Start of MATERIAL PROVIDED

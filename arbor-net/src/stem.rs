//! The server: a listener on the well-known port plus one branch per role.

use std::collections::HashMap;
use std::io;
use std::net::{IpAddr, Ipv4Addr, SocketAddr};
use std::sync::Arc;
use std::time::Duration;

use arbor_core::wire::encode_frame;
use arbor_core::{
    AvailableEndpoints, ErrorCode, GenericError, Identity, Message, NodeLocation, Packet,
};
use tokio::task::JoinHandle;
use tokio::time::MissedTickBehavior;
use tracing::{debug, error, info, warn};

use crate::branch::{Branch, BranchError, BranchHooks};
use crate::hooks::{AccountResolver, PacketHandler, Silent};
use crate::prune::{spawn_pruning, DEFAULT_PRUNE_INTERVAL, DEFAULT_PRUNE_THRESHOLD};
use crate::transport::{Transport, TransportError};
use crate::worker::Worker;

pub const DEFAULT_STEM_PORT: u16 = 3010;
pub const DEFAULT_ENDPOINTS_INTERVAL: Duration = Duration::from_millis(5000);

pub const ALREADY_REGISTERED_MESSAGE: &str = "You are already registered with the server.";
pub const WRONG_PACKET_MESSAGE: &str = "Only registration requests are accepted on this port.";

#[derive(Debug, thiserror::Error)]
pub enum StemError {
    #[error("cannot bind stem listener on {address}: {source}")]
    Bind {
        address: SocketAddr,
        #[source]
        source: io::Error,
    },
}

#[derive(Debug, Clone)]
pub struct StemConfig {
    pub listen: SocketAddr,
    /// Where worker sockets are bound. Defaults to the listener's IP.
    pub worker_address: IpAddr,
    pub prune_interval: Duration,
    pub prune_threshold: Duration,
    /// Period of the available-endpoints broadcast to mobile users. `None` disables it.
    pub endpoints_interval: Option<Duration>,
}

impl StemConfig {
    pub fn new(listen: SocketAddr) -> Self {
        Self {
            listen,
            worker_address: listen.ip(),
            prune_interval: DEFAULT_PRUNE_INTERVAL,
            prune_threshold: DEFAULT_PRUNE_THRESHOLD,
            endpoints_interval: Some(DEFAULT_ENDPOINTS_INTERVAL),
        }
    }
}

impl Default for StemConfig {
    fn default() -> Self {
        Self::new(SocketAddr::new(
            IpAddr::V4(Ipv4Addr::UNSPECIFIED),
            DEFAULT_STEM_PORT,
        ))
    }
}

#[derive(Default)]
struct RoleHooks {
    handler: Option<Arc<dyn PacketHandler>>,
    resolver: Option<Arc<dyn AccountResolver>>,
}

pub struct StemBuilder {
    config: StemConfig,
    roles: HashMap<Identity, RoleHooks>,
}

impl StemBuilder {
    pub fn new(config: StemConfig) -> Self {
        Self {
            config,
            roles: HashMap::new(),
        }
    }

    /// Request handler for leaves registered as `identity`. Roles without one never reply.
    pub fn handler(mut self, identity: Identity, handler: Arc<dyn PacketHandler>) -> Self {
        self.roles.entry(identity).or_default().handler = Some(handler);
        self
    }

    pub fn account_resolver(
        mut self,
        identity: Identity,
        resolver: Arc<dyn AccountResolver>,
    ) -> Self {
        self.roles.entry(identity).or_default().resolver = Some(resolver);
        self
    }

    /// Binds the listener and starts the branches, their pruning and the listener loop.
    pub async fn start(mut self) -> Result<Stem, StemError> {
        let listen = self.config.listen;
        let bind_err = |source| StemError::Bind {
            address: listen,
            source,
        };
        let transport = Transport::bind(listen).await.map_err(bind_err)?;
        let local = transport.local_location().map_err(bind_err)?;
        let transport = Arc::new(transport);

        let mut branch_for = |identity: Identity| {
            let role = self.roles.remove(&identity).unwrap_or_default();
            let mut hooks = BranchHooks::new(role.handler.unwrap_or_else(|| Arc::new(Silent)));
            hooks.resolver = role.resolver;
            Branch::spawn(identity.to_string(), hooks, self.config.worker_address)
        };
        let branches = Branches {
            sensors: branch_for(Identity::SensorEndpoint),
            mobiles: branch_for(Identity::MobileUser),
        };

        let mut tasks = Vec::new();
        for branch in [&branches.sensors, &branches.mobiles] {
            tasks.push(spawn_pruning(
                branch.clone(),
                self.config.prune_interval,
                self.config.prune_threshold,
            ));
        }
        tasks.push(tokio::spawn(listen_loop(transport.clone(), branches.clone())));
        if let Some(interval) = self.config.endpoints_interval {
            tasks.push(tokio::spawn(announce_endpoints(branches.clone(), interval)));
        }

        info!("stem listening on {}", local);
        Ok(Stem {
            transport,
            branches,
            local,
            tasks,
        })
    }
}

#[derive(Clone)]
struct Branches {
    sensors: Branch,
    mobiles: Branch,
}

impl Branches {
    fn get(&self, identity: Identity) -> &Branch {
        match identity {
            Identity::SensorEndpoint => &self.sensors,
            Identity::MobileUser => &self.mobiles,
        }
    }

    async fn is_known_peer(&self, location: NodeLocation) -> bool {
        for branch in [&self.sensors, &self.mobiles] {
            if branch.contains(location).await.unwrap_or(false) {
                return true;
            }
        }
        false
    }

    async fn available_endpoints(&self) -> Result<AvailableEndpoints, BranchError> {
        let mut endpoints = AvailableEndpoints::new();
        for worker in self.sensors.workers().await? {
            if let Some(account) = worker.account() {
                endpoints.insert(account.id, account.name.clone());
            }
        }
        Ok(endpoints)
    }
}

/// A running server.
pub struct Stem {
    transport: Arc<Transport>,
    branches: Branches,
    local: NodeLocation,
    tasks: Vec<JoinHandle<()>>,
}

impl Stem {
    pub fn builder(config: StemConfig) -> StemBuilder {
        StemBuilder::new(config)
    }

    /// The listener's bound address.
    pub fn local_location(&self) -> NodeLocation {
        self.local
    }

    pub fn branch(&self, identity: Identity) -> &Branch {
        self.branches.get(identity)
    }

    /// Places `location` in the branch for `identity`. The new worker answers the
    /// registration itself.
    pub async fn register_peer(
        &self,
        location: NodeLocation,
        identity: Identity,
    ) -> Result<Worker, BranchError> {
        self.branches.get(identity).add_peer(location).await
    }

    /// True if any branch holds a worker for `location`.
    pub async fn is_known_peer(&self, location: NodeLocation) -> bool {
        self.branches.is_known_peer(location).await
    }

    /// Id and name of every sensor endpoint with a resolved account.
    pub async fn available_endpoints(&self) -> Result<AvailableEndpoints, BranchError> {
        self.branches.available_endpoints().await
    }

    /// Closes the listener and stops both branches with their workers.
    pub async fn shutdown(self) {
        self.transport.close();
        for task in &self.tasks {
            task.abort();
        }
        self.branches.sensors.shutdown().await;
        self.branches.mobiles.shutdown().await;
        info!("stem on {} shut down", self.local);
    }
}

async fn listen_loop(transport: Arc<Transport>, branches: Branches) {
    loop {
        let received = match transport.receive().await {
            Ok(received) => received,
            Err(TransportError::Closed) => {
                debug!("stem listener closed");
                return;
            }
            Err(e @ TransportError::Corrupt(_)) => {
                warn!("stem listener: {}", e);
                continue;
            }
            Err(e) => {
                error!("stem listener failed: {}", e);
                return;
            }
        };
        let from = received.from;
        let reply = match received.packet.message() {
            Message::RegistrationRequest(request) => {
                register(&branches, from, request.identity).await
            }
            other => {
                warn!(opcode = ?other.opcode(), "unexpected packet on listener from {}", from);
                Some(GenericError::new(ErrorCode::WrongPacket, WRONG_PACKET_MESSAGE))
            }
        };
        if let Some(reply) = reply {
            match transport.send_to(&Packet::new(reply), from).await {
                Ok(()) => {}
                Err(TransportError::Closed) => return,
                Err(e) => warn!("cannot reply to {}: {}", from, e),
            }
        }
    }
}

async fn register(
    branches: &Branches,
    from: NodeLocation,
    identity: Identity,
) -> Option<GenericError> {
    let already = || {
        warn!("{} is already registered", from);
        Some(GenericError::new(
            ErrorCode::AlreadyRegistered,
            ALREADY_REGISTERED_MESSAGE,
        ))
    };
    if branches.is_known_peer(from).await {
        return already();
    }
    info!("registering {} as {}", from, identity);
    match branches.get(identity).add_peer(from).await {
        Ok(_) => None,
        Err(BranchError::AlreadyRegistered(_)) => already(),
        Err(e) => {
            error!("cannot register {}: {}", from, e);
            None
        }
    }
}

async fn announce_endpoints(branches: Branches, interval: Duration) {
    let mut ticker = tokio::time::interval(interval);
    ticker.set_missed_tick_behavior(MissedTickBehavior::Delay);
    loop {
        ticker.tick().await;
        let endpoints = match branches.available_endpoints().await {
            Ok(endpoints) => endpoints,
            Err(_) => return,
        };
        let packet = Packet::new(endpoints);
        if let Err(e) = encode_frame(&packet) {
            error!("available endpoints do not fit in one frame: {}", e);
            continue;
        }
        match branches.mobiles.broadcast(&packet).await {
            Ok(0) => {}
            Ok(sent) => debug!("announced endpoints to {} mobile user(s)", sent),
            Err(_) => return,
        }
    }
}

End of MATERIAL PROVIDED
Start of MATERIAL PROVIDED

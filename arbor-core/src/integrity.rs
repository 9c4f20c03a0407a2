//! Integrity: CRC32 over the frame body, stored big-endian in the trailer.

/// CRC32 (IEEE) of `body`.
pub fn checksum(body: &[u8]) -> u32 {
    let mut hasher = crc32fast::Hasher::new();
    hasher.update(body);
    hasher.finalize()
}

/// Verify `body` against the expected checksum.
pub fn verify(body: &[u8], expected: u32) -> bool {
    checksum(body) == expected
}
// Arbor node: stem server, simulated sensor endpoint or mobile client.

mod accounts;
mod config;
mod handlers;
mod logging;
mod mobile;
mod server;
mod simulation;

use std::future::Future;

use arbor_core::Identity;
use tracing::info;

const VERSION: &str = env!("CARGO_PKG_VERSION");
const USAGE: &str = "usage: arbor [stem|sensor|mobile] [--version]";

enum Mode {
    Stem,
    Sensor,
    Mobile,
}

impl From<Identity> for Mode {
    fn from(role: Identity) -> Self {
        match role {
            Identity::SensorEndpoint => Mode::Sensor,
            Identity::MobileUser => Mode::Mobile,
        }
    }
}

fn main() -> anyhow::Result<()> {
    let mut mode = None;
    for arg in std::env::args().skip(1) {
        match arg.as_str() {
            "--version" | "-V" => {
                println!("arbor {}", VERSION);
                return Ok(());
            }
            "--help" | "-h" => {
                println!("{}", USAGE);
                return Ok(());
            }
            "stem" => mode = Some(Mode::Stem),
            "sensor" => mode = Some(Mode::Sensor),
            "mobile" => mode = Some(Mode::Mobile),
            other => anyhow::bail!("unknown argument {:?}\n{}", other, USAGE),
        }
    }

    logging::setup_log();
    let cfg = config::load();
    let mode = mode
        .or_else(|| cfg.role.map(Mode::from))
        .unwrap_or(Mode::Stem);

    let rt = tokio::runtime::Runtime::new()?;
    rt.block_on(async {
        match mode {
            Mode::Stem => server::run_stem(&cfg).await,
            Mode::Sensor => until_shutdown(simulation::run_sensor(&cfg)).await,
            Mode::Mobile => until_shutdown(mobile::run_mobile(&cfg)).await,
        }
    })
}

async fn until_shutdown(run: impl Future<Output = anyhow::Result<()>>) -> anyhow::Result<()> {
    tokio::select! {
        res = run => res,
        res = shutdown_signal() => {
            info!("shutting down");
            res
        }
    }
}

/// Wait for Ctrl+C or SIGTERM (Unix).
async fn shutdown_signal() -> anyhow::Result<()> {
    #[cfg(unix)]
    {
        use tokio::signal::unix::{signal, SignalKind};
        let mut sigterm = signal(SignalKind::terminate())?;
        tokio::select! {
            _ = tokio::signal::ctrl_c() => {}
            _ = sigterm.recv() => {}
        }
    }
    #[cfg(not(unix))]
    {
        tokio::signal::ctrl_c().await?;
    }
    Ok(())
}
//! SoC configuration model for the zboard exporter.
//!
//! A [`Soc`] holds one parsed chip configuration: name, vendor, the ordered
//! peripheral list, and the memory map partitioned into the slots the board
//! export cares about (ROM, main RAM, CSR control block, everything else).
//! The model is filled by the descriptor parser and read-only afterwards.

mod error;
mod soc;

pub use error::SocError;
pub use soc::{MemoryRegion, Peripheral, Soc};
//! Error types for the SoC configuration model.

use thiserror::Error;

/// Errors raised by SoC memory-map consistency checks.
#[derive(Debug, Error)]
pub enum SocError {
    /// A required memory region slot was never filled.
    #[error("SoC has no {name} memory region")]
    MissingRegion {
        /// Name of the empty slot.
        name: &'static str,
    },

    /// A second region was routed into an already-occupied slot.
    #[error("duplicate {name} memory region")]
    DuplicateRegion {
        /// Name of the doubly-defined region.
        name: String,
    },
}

End of MATERIAL PROVIDED

§ PROBLEM: Among the lines above, which hold the word "body"? Report each one.

§ REPLY TO THE TASK:
//! Integrity: CRC32 over the frame body, stored big-endian in the trailer.
/// CRC32 (IEEE) of `body`.
pub fn checksum(body: &[u8]) -> u32 {
    hasher.update(body);
/// Verify `body` against the expected checksum.
pub fn verify(body: &[u8], expected: u32) -> bool {
    checksum(body) == expected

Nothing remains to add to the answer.